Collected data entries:
impl Map for InputMap {
    const NAME: &'static str = "input";

    fn insert_field(&mut self, key: &Key, value: &[u8]) -> Result<bool, PsbtError> {
        match key.type_value {
            PSBT_IN_NON_WITNESS_UTXO => {
                self.non_witness_utxo = Some(map::unkeyed::<Self, _>(key, value)?)
            }
            PSBT_IN_WITNESS_UTXO => self.witness_utxo = Some(map::unkeyed::<Self, _>(key, value)?),
            PSBT_IN_PARTIAL_SIG => {
                map::expect_keyed::<Self>(key)?;
                self.partial_sigs.insert(key.key_data.clone(), value.to_vec());
            }
            PSBT_IN_SIGHASH_TYPE => self.sighash_type = Some(map::unkeyed::<Self, _>(key, value)?),
            PSBT_IN_REDEEM_SCRIPT => {
                map::expect_unkeyed::<Self>(key)?;
                self.redeem_script = Some(value.to_vec());
            }
            PSBT_IN_WITNESS_SCRIPT => {
                map::expect_unkeyed::<Self>(key)?;
                self.witness_script = Some(value.to_vec());
            }
            PSBT_IN_BIP32_DERIVATION => {
                map::expect_keyed::<Self>(key)?;
                let source = map::decode::<Self, KeySource>(key, value)?;
                self.bip32_derivation.insert(key.key_data.clone(), source);
            }
            PSBT_IN_FINAL_SCRIPTSIG => {
                map::expect_unkeyed::<Self>(key)?;
                self.final_script_sig = Some(value.to_vec());
            }
            PSBT_IN_FINAL_SCRIPTWITNESS => {
                map::expect_unkeyed::<Self>(key)?;
                let stack = decode_witness(value)
                    .map_err(|err| PsbtError::InvalidField(key.type_value, Self::NAME, err))?;
                self.final_script_witness = Some(stack);
            }
            PSBT_IN_POR_COMMITMENT => {
                map::expect_unkeyed::<Self>(key)?;
                let commitment = String::from_utf8(value.to_vec())
                    .map_err(|err| PsbtError::InvalidField(key.type_value, Self::NAME, err.into()))?;
                self.por_commitment = Some(commitment);
            }
            PSBT_IN_RIPEMD160 => {
                insert_preimage(key, value, &mut self.ripemd160_preimages, |data| ripemd160(data))?
            }
            PSBT_IN_SHA256 => insert_preimage(key, value, &mut self.sha256_preimages, |data| sha256(data))?,
            PSBT_IN_HASH160 => {
                insert_preimage(key, value, &mut self.hash160_preimages, |data| hash160(data))?
            }
            PSBT_IN_HASH256 => {
                insert_preimage(key, value, &mut self.hash256_preimages, |data| hash256(data))?
            }
            PSBT_IN_PREVIOUS_TXID => self.previous_txid = Some(map::unkeyed::<Self, _>(key, value)?),
            PSBT_IN_OUTPUT_INDEX => self.output_index = Some(map::unkeyed::<Self, _>(key, value)?),
            PSBT_IN_SEQUENCE => self.sequence = Some(map::unkeyed::<Self, _>(key, value)?),
            PSBT_IN_REQUIRED_TIME_LOCKTIME => {
                let locktime = map::unkeyed::<Self, u32>(key, value)?;
                self.required_time_locktime = Some(check_locktime(key, locktime, true)?);
            }
            PSBT_IN_REQUIRED_HEIGHT_LOCKTIME => {
                let locktime = map::unkeyed::<Self, u32>(key, value)?;
                self.required_height_locktime = Some(check_locktime(key, locktime, false)?);
            }
            PSBT_IN_TAP_KEY_SIG => {
                map::expect_unkeyed::<Self>(key)?;
                if value.len() != 64 && value.len() != 65 {
                    return Err(PsbtError::InvalidField(
                        key.type_value,
                        Self::NAME,
                        Error::invalid(format_args!("signature length {}", value.len())),
                    ));
                }
                self.tap_key_sig = Some(value.to_vec());
            }
            PSBT_IN_TAP_SCRIPT_SIG => {
                map::expect_keyed::<Self>(key)?;
                let sig_key = map::decode::<Self, TapScriptSigKey>(key, &key.key_data)?;
                self.tap_script_sigs.insert(sig_key, value.to_vec());
            }
            PSBT_IN_TAP_LEAF_SCRIPT => {
                map::expect_keyed::<Self>(key)?;
                let leaf = map::decode::<Self, TapLeafScript>(key, value)?;
                self.tap_leaf_scripts.insert(key.key_data.clone(), leaf);
            }
            PSBT_IN_TAP_BIP32_DERIVATION => {
                let (xonly, origin) = map::keyed::<Self, [u8; 32], TapKeyOrigin>(key, value)?;
                self.tap_key_origins.insert(xonly, origin);
            }
            PSBT_IN_TAP_INTERNAL_KEY => {
                self.tap_internal_key = Some(map::unkeyed::<Self, _>(key, value)?)
            }
            PSBT_IN_TAP_MERKLE_ROOT => self.tap_merkle_root = Some(map::unkeyed::<Self, _>(key, value)?),
            _ => return Ok(false),
        }
        Ok(true)
    }

    fn known_pairs(&self) -> Result<Vec<KeyValue>, io::Error> {
        let mut writer = PairsWriter::new();
        writer.value(PSBT_IN_NON_WITNESS_UTXO, self.non_witness_utxo.as_ref())?;
        writer.value(PSBT_IN_WITNESS_UTXO, self.witness_utxo.as_ref())?;
        writer.raw_map(PSBT_IN_PARTIAL_SIG, &self.partial_sigs);
        writer.value(PSBT_IN_SIGHASH_TYPE, self.sighash_type.as_ref())?;
        writer.raw(PSBT_IN_REDEEM_SCRIPT, self.redeem_script.as_ref());
        writer.raw(PSBT_IN_WITNESS_SCRIPT, self.witness_script.as_ref());
        writer.value_map(PSBT_IN_BIP32_DERIVATION, &self.bip32_derivation)?;
        writer.raw(PSBT_IN_FINAL_SCRIPTSIG, self.final_script_sig.as_ref());
        if let Some(stack) = &self.final_script_witness {
            writer.raw(PSBT_IN_FINAL_SCRIPTWITNESS, Some(&encode_witness(stack)?));
        }
        if let Some(commitment) = &self.por_commitment {
            writer.raw(PSBT_IN_POR_COMMITMENT, Some(&commitment.as_bytes().to_vec()));
        }
        writer.raw_map(PSBT_IN_RIPEMD160, &self.ripemd160_preimages);
        writer.raw_map(PSBT_IN_SHA256, &self.sha256_preimages);
        writer.raw_map(PSBT_IN_HASH160, &self.hash160_preimages);
        writer.raw_map(PSBT_IN_HASH256, &self.hash256_preimages);
        writer.value(PSBT_IN_PREVIOUS_TXID, self.previous_txid.as_ref())?;
        writer.value(PSBT_IN_OUTPUT_INDEX, self.output_index.as_ref())?;
        writer.value(PSBT_IN_SEQUENCE, self.sequence.as_ref())?;
        writer.value(PSBT_IN_REQUIRED_TIME_LOCKTIME, self.required_time_locktime.as_ref())?;
        writer.value(PSBT_IN_REQUIRED_HEIGHT_LOCKTIME, self.required_height_locktime.as_ref())?;
        writer.raw(PSBT_IN_TAP_KEY_SIG, self.tap_key_sig.as_ref());
        writer.encoded_key_map(PSBT_IN_TAP_SCRIPT_SIG, &self.tap_script_sigs)?;
        writer.value_map(PSBT_IN_TAP_LEAF_SCRIPT, &self.tap_leaf_scripts)?;
        writer.value_map(PSBT_IN_TAP_BIP32_DERIVATION, &self.tap_key_origins)?;
        writer.value(PSBT_IN_TAP_INTERNAL_KEY, self.tap_internal_key.as_ref())?;
        writer.value(PSBT_IN_TAP_MERKLE_ROOT, self.tap_merkle_root.as_ref())?;
        Ok(writer.finish())
    }

    fn proprietary(&self) -> &BTreeMap<ProprietaryKey, Vec<u8>> { &self.proprietary }

    fn proprietary_mut(&mut self) -> &mut BTreeMap<ProprietaryKey, Vec<u8>> { &mut self.proprietary }

    fn unknown(&self) -> &BTreeMap<Key, Vec<u8>> { &self.unknown }

    fn unknown_mut(&mut self) -> &mut BTreeMap<Key, Vec<u8>> { &mut self.unknown }
}

impl InputMap {
    /// Fills outpoint and sequence from an input of the unsigned
    /// transaction
    pub(crate) fn fill_from_txin(&mut self, txin: &TxIn) {
        self.previous_txid = Some(txin.prev_tx);
        self.output_index = Some(txin.index);
        self.sequence = Some(txin.sequence);
    }

    /// Checks presence of the fields required by PSBT v2
    pub(crate) fn check_v2(&self, index: usize) -> Result<(), PsbtError> {
        if self.previous_txid.is_none() {
            return Err(PsbtError::NoInputField(index, "previous_txid"));
        }
        if self.output_index.is_none() {
            return Err(PsbtError::NoInputField(index, "output_index"));
        }
        Ok(())
    }

    /// Reconstructs unsigned transaction input, if the outpoint is known
    pub fn to_unsigned_txin(&self) -> Option<TxIn> {
        Some(TxIn {
            prev_tx: self.previous_txid?,
            index: self.output_index?,
            script_sig: vec![],
            sequence: self.sequence.unwrap_or(u32::MAX),
        })
    }
}

#[cfg(test)]
mod test {
    use super::*;

    #[test]
    fn preimages_are_checked() {
        let preimage = b"secret".to_vec();
        let pair = KeyValue::new(Key::with_data(PSBT_IN_SHA256, sha256(&preimage).to_vec()), preimage.clone());
        let input = InputMap::from_pairs(&[pair]).unwrap();
        assert_eq!(input.sha256_preimages.get(&sha256(&preimage)), Some(&preimage));

        let wrong = KeyValue::new(Key::with_data(PSBT_IN_HASH160, vec![0u8; 20]), preimage);
        assert!(matches!(
            InputMap::from_pairs(&[wrong]),
            Err(PsbtError::InvalidField(PSBT_IN_HASH160, "input", _))
        ));
    }

    #[test]
    fn keyed_and_unkeyed() {
        let unkeyed_with_data = KeyValue::new(Key::with_data(PSBT_IN_SEQUENCE, vec![1]), vec![0; 4]);
        assert_eq!(
            InputMap::from_pairs(&[unkeyed_with_data]),
            Err(PsbtError::KeyDataNotAllowed(PSBT_IN_SEQUENCE, "input"))
        );
        let keyed_without_data = KeyValue::new(Key::unkeyed(PSBT_IN_PARTIAL_SIG), vec![0x30]);
        assert_eq!(
            InputMap::from_pairs(&[keyed_without_data]),
            Err(PsbtError::KeyDataMissing(PSBT_IN_PARTIAL_SIG, "input"))
        );
    }

    #[test]
    fn locktimes() {
        let height = KeyValue::new(
            Key::unkeyed(PSBT_IN_REQUIRED_HEIGHT_LOCKTIME),
            LOCKTIME_THRESHOLD.to_le_bytes().to_vec(),
        );
        assert!(InputMap::from_pairs(&[height]).is_err());
        let time = KeyValue::new(
            Key::unkeyed(PSBT_IN_REQUIRED_TIME_LOCKTIME),
            LOCKTIME_THRESHOLD.to_le_bytes().to_vec(),
        );
        let input = InputMap::from_pairs(&[time]).unwrap();
        assert_eq!(input.required_time_locktime, Some(LOCKTIME_THRESHOLD));
    }

    #[test]
    fn witness_stack() {
        let value = vec![0x02, 0x01, 0xAA, 0x00];
        let pair = KeyValue::new(Key::unkeyed(PSBT_IN_FINAL_SCRIPTWITNESS), value.clone());
        let input = InputMap::from_pairs(&[pair.clone()]).unwrap();
        assert_eq!(input.final_script_witness, Some(vec![vec![0xAA], vec![]]));
        assert_eq!(input.to_pairs().unwrap(), vec![pair]);
    }

    #[test]
    fn taproot_fields() {
        let sig_key = TapScriptSigKey {
            xonly_pubkey: [1u8; 32],
            leaf_hash: [2u8; 32],
        };
        let mut input = InputMap::default();
        input.tap_key_sig = Some(vec![0x5A; 64]);
        input.tap_script_sigs.insert(sig_key, vec![0x5B; 65]);
        input.tap_internal_key = Some([3u8; 32]);
        input.tap_merkle_root = Some([4u8; 32]);
        let pairs = input.to_pairs().unwrap();
        let types = pairs.iter().map(|pair| pair.key.type_value).collect::<Vec<_>>();
        assert_eq!(types, vec![0x13, 0x14, 0x17, 0x18]);
        assert_eq!(pairs[1].key.key_data.len(), 64);
        assert_eq!(InputMap::from_pairs(&pairs), Ok(input));

        let short_sig = KeyValue::new(Key::unkeyed(PSBT_IN_TAP_KEY_SIG), vec![0; 63]);
        assert!(InputMap::from_pairs(&[short_sig]).is_err());
    }
}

- **YOUR GOAL**: Retype exactly the lines from the first line of the records above through the line containing "PSBT_IN_WITNESS_UTXO => self.witness_utxo", both included, and nothing else.

- **ANSWER AREA**:
impl Map for InputMap {
    const NAME: &'static str = "input";

    fn insert_field(&mut self, key: &Key, value: &[u8]) -> Result<bool, PsbtError> {
        match key.type_value {
            PSBT_IN_NON_WITNESS_UTXO => {
                self.non_witness_utxo = Some(map::unkeyed::<Self, _>(key, value)?)
            }
            PSBT_IN_WITNESS_UTXO => self.witness_utxo = Some(map::unkeyed::<Self, _>(key, value)?),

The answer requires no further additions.